L’Arcom, le gendarme de l’audiovisuel français, a mis en demeure Radio France ce mercredi. Le motif ? Une « sous-représentation » du Rassemblement national dans les programmes diffusés en journée sur les antennes du groupe public.

Un déséquilibre constaté sur plusieurs mois

Selon les relevés de l’Arcom, le temps de parole accordé au RN sur les antennes de Radio France entre 6h et 22h30 n’a pas respecté le principe d’équité politique. L’autorité a analysé les données sur une période de trois mois et constaté un écart significatif avec les autres formations politiques représentées à l’Assemblée nationale.

Cette mise en demeure constitue une première pour le service public radiophonique.
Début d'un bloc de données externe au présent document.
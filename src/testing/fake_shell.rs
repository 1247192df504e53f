use std::cell::RefCell;
use std::collections::BTreeSet;
use std::path::{Path, PathBuf};

use crate::domain::AppError;
use crate::ports::{ShellOutput, ShellRunner};

/// Shell that records invocations and fails in selected directories.
#[derive(Default)]
pub struct FakeShell {
    failing: BTreeSet<String>,
    calls: RefCell<Vec<(String, PathBuf)>>,
}

impl FakeShell {
    /// Fail whenever the working directory's name is `role`.
    pub fn failing_in(mut self, role: &str) -> Self {
        self.failing.insert(role.to_string());
        self
    }

    pub fn calls(&self) -> Vec<(String, PathBuf)> {
        self.calls.borrow().clone()
    }
}

impl ShellRunner for FakeShell {
    fn run(&self, command: &str, cwd: &Path) -> Result<ShellOutput, AppError> {
        self.calls.borrow_mut().push((command.to_string(), cwd.to_path_buf()));
        let name = cwd.file_name().map(|name| name.to_string_lossy().into_owned());
        let fails = name.is_some_and(|name| self.failing.contains(&name));
        if fails {
            Ok(ShellOutput { code: Some(1), stdout: String::new(), stderr: "boom".to_string() })
        } else {
            Ok(ShellOutput { code: Some(0), stdout: "done".to_string(), stderr: String::new() })
        }
    }
}
use std::path::{Path, PathBuf};

use tracing::debug;

use crate::domain::{AppError, Conventions};

/// Resolves the roles path an action operates on.
#[derive(Debug, Clone)]
pub struct PathResolver {
    cwd: PathBuf,
    default_roles_path: PathBuf,
}

impl PathResolver {
    pub fn new(cwd: impl Into<PathBuf>, conventions: &Conventions) -> Self {
        Self { cwd: cwd.into(), default_roles_path: conventions.default_roles_path.clone() }
    }

    /// Existing roles path: the supplied one, or the conventional default.
    pub fn resolve(&self, supplied: Option<&Path>) -> Result<PathBuf, AppError> {
        match supplied {
            Some(path) => {
                let path = self.absolutize(path);
                if !path.is_dir() {
                    return Err(AppError::PathMissing { path });
                }
                debug!(path = %path.display(), "using supplied roles path");
                Ok(path)
            }
            None => {
                let path = self.cwd.join(&self.default_roles_path);
                if !path.is_dir() {
                    return Err(AppError::PathMissingDefault { path });
                }
                debug!(path = %path.display(), "using default roles path");
                Ok(path)
            }
        }
    }

    /// Destination for a new role: must not exist yet.
    pub fn resolve_new(&self, supplied: &Path) -> Result<PathBuf, AppError> {
        let path = self.absolutize(supplied);
        if path.exists() {
            return Err(AppError::PathExists { path });
        }
        Ok(path)
    }

    /// Output file location relative to the working directory.
    pub fn output(&self, supplied: &Path) -> PathBuf {
        self.absolutize(supplied)
    }

    fn absolutize(&self, path: &Path) -> PathBuf {
        if path.is_absolute() { path.to_path_buf() } else { self.cwd.join(path) }
    }
}
use std::cell::RefCell;

use url::Url;

use crate::domain::AppError;
use crate::ports::TemplateFetcher;

/// Fetcher returning a canned body, or failing when none is set.
#[derive(Default)]
pub struct FakeFetcher {
    body: Option<String>,
    requested: RefCell<Vec<String>>,
}

impl FakeFetcher {
    pub fn with_body(body: impl Into<String>) -> Self {
        Self { body: Some(body.into()), requested: RefCell::default() }
    }

    pub fn requested(&self) -> Vec<String> {
        self.requested.borrow().clone()
    }
}

impl TemplateFetcher for FakeFetcher {
    fn fetch(&self, url: &Url) -> Result<String, AppError> {
        self.requested.borrow_mut().push(url.to_string());
        self.body.clone().ok_or_else(|| AppError::UrlUnreachable {
            url: url.to_string(),
            reason: "connection refused".to_string(),
        })
    }
}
Et elle intervient dans un contexte de tensions récurrentes autour du traitement médiatique du premier parti d’opposition.

Radio France a 48 heures pour répondre

Le groupe dispose désormais d’un délai de 48 heures pour apporter des « mesures correctrices » et justifier sa politique éditoriale. L’Arcom exige notamment la présentation d’un plan d’action visant à rééquilibrer la présence des différentes formations politiques dans les tranches horaires concernées.

« Le respect du pluralisme politique n’est pas négociable », a rappelé un responsable de l’Arcom. « Tous les courants de pensée représentés démocratiquement doivent pouvoir s’exprimer de manière équitable sur le service public. »

But Radio France conteste cette analyse. Le groupe affirme respecter scrupuleusement ses obligations en matière de pluralisme et estime que les calculs de l’Arcom ne prennent pas en compte l’ensemble des interventions politiques sur ses antennes.

Des sanctions possibles

Si Radio France ne se conforme pas aux exigences du régulateur, l’Arcom pourrait prononcer des sanctions financières. Le montant pourrait atteindre plusieurs centaines de milliers d’euros, voire davantage en cas de récidive.

Cette affaire relance le débat sur la mesure du temps de parole politique dans les médias. D’autres chaînes et radios ont déjà fait l’objet de rappels à l’ordre ces derniers mois, mais jamais une mise en demeure aussi formelle n’avait visé le groupe Radio France.

L’issue de ce bras de fer entre le régulateur et le service public radiophonique sera scrutée de près par l’ensemble du paysage médiatique français. Elle pourrait redéfinir les standards du pluralisme politique à la radio.